Retirement savings plunge 20% amid market volatility

Retirement savings plunge 20% amid market volatility

The average 401(k) retirement account at the end of June was down 20 percent from a year earlier as market volatility hurts workers’ savings.

Fidelity Investments reported Wednesday that its average 401(k) savings account at the end of the second quarter was $103,800, compared to $121,700 in April and $129,300 a year ago.

The trend was similar for IRA savings accounts, with an average IRA balance of $110,800 at the end of June, down 12.8 percent for the quarter and 17.9 percent year-on-year.

The number of people with at least $1 million in their 401(k) accounts fell 29 percent in the second quarter, and the number of IRA millionaires fell 17 percent year-over-year.

Together, 401(k) and IRA millionaires made up only about 1.7 percent of the 35 million savings accounts included in the study — but they’re likely workers nearing retirement, which means you Saving level is paramount.

Average balances for IRA (green), 401(k) (red), and 403(b) (yellow) retirement accounts are shown from one year ago through the end of the second quarter

The number of people with at least $1 million in their 401(k) accounts fell 29 percent to 294,000 in the second quarter

The number of people with at least $1 million in their 401(k) accounts fell 29 percent to 294,000 in the second quarter

The decline in savings mirrored the broader fall in stock markets in the first six months of the year, with the S&P 500 suffering its worst first half in 52 years, falling almost 20 percent.

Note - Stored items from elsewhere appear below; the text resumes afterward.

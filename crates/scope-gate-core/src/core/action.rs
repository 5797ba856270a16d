// crates/scope-gate-core/src/core/action.rs
// ============================================================================
// Module: Scope Gate Actions
// Description: Action categories, permission actions, and request methods.
// Purpose: Classify requests into the four enforceable CRUD categories.
// Dependencies: serde
// ============================================================================

//! ## Overview
//! Every scope decision is made for one of four action categories. Permission
//! keys may also name custom actions; those are holdable but never scoped.
//! Request methods map onto the categories the enforcement guard requires.

// ============================================================================
// SECTION: Imports
// ============================================================================

use std::fmt;

use serde::Deserialize;
use serde::Serialize;

// ============================================================================
// SECTION: Action Categories
// ============================================================================

/// Enforceable action category.
#[derive(Debug, Clone, Copy, PartialEq, Eq, PartialOrd, Ord, Hash, Serialize, Deserialize)]
#[serde(rename_all = "snake_case")]
pub enum Action {
    /// Read records.
    View,
    /// Create records.
    Add,
    /// Modify existing records.
    Change,
    /// Remove records.
    Delete,
}

impl Action {
    /// All action categories in canonical order.
    pub const ALL: [Self; 4] = [Self::View, Self::Add, Self::Change, Self::Delete];

    /// Returns the lowercase label used in permission keys.
    #[must_use]
    pub const fn as_str(self) -> &'static str {
        match self {
            Self::View => "view",
            Self::Add => "add",
            Self::Change => "change",
            Self::Delete => "delete",
        }
    }

    /// Parses a lowercase action label.
    #[must_use]
    pub fn parse(label: &str) -> Option<Self> {
        match label {
            "view" => Some(Self::View),
            "add" => Some(Self::Add),
            "change" => Some(Self::Change),
            "delete" => Some(Self::Delete),
            _ => None,
        }
    }

    /// Returns true for categories that write data.
    #[must_use]
    pub const fn is_write(self) -> bool {
        !matches!(self, Self::View)
    }
}

impl fmt::Display for Action {
    fn fmt(&self, f: &mut fmt::Formatter<'_>) -> fmt::Result {
        f.write_str(self.as_str())
    }
}

/// Action component of a permission key.
///
/// # Invariants
/// - `Custom` never holds one of the four CRUD labels.
#[derive(Debug, Clone, PartialEq, Eq, PartialOrd, Ord, Hash)]
pub enum PermissionAction {
    /// One of the four scoped action categories.
    Crud(Action),
    /// Custom action (for example `export` or `undelete`); never scoped.
    Custom(String),
}

impl PermissionAction {
    /// Classifies an action label.
    #[must_use]
    pub fn parse(label: &str) -> Self {
        Action::parse(label).map_or_else(|| Self::Custom(label.to_string()), Self::Crud)
    }

    /// Returns the label used in permission keys.
    #[must_use]
    pub fn as_str(&self) -> &str {
        match self {
            Self::Crud(action) => action.as_str(),
            Self::Custom(label) => label,
        }
    }

    /// Returns the CRUD category when this is not a custom action.
    #[must_use]
    pub const fn crud(&self) -> Option<Action> {
        match self {
            Self::Crud(action) => Some(*action),
            Self::Custom(_) => None,
        }
    }
}

impl From<Action> for PermissionAction {
    fn from(value: Action) -> Self {
        Self::Crud(value)
    }
}

impl fmt::Display for PermissionAction {
    fn fmt(&self, f: &mut fmt::Formatter<'_>) -> fmt::Result {
        f.write_str(self.as_str())
    }
}

// ============================================================================
// SECTION: Request Methods
// ============================================================================

/// HTTP request method as seen by the enforcement guard.
#[derive(Debug, Clone, Copy, PartialEq, Eq, Hash, Serialize, Deserialize)]
#[serde(rename_all = "UPPERCASE")]
pub enum RequestMethod {
    /// GET request.
    Get,
    /// HEAD request.
    Head,
    /// OPTIONS request.
    Options,
    /// POST request.
    Post,
    /// PUT request.
    Put,
    /// PATCH request.
    Patch,
    /// DELETE request.
    Delete,
}

impl RequestMethod {
    /// Parses an HTTP method name (case-insensitive).
    #[must_use]
    pub fn parse(method: &str) -> Option<Self> {
        match method.to_ascii_uppercase().as_str() {
            "GET" => Some(Self::Get),
            "HEAD" => Some(Self::Head),
            "OPTIONS" => Some(Self::Options),
            "POST" => Some(Self::Post),
            "PUT" => Some(Self::Put),
            "PATCH" => Some(Self::Patch),
            "DELETE" => Some(Self::Delete),
            _ => None,
        }
    }

    /// Returns the canonical uppercase method name.
    #[must_use]
    pub const fn as_str(self) -> &'static str {
        match self {
            Self::Get => "GET",
            Self::Head => "HEAD",
            Self::Options => "OPTIONS",
            Self::Post => "POST",
            Self::Put => "PUT",
            Self::Patch => "PATCH",
            Self::Delete => "DELETE",
        }
    }

    /// Returns true for read-only methods.
    #[must_use]
    pub const fn is_read(self) -> bool {
        matches!(self, Self::Get | Self::Head | Self::Options)
    }

    /// Returns the action category implied by this method.
    #[must_use]
    pub const fn implied_action(self) -> Action {
        match self {
            Self::Get | Self::Head | Self::Options => Action::View,
            Self::Post => Action::Add,
            Self::Put | Self::Patch => Action::Change,
            Self::Delete => Action::Delete,
        }
    }
}

impl fmt::Display for RequestMethod {
    fn fmt(&self, f: &mut fmt::Formatter<'_>) -> fmt::Result {
        f.write_str(self.as_str())
    }
}
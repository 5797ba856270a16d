// crates/scope-gate-store-sqlite/src/lib.rs
// ============================================================================
// Module: SQLite Credential Store
// Description: Durable CredentialStore and PrincipalDirectory using SQLite.
// Purpose: Persist bearer tokens and principals for the token gate.
// Dependencies: scope-gate-core, rusqlite
// ============================================================================

//! ## Overview
//! This crate provides a SQLite-backed [`SqliteCredentialStore`] that
//! implements both the credential store and the principal directory used by
//! the token authentication gate. Stored rows are untrusted and fail closed
//! on decode errors.

// ============================================================================
// SECTION: Modules
// ============================================================================

pub mod store;

// ============================================================================
// SECTION: Re-Exports
// ============================================================================

pub use store::SqliteCredentialStore;
pub use store::SqliteStoreConfig;
pub use store::SqliteStoreError;
pub use store::SqliteStoreMode;
pub use store::SqliteSyncMode;
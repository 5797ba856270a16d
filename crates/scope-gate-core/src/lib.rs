// crates/scope-gate-core/src/lib.rs
// ============================================================================
// Module: Scope Gate Core Library
// Description: Public API surface for the Scope Gate core.
// Purpose: Expose core types, collaborator interfaces, and the runtime engine.
// Dependencies: crate::{audit, core, interfaces, runtime}
// ============================================================================

//! ## Overview
//! Scope Gate is a request-time authorization layer. For every request it
//! decides which records the principal may view, add, change, or delete, and
//! it refuses to complete a request whose handler never made that decision.
//! Storage, credentials, and transactions are external collaborators reached
//! through explicit interfaces.

// ============================================================================
// SECTION: Modules
// ============================================================================

pub mod audit;
pub mod core;
pub mod interfaces;
pub mod runtime;

// ============================================================================
// SECTION: Re-Exports
// ============================================================================

pub use core::*;

pub use audit::AuditSink;
pub use audit::FileAuditSink;
pub use audit::MemoryAuditSink;
pub use audit::NoopAuditSink;
pub use audit::StderrAuditSink;
pub use interfaces::Clock;
pub use interfaces::CredentialStore;
pub use interfaces::GrantSource;
pub use interfaces::PrincipalDirectory;
pub use interfaces::RecordSource;
pub use interfaces::RelatedRecords;
pub use interfaces::StoreError;
pub use interfaces::SubsetResolver;
pub use interfaces::Transaction;
pub use interfaces::TransactionManager;
pub use runtime::AuthState;
pub use runtime::AuthzError;
pub use runtime::AuthzErrorKind;
pub use runtime::DeleteHandler;
pub use runtime::DynamicScopeProvider;
pub use runtime::EnforcementGuard;
pub use runtime::FixedClock;
pub use runtime::GuardedResponse;
pub use runtime::InMemoryCollection;
pub use runtime::InMemoryCredentialStore;
pub use runtime::InMemoryPrincipalDirectory;
pub use runtime::InMemoryRelatedRecords;
pub use runtime::InMemoryTransactions;
pub use runtime::PermissionMap;
pub use runtime::PermissionResolver;
pub use runtime::RegistryError;
pub use runtime::RelationScopes;
pub use runtime::RequestContext;
pub use runtime::ResourceScopes;
pub use runtime::ScopeContext;
pub use runtime::ScopeDecisionLog;
pub use runtime::ScopeEvaluator;
pub use runtime::ScopeFnError;
pub use runtime::ScopeGrants;
pub use runtime::ScopeHandlers;
pub use runtime::ScopeRegistry;
pub use runtime::ScopeRule;
pub use runtime::SystemClock;
pub use runtime::TokenAuthError;
pub use runtime::TokenAuthSettings;
pub use runtime::TokenAuthenticator;
pub use runtime::ViewScope;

However, markets rallied in the third quarter and the S&P is up more than 13 percent since late June, meaning disciplined investors have recovered a good chunk of their losses.

According to Fidelity, despite the volatility, many workers have continued to invest regularly to increase the size of their nest egg, and total 401(k) savings are at record highs.

The investment giant also said the number of IRAs on its platform continued to grow and the percentage of employees who took out emergency loans from their 401(k) accounts remained low for the fifth straight quarter.

The total savings rate for the second quarter, which reflects a combination of employee contributions and 401(k) employee contributions, was 13.9 percent of income, just below Fidelity’s proposed savings rate of 15 percent.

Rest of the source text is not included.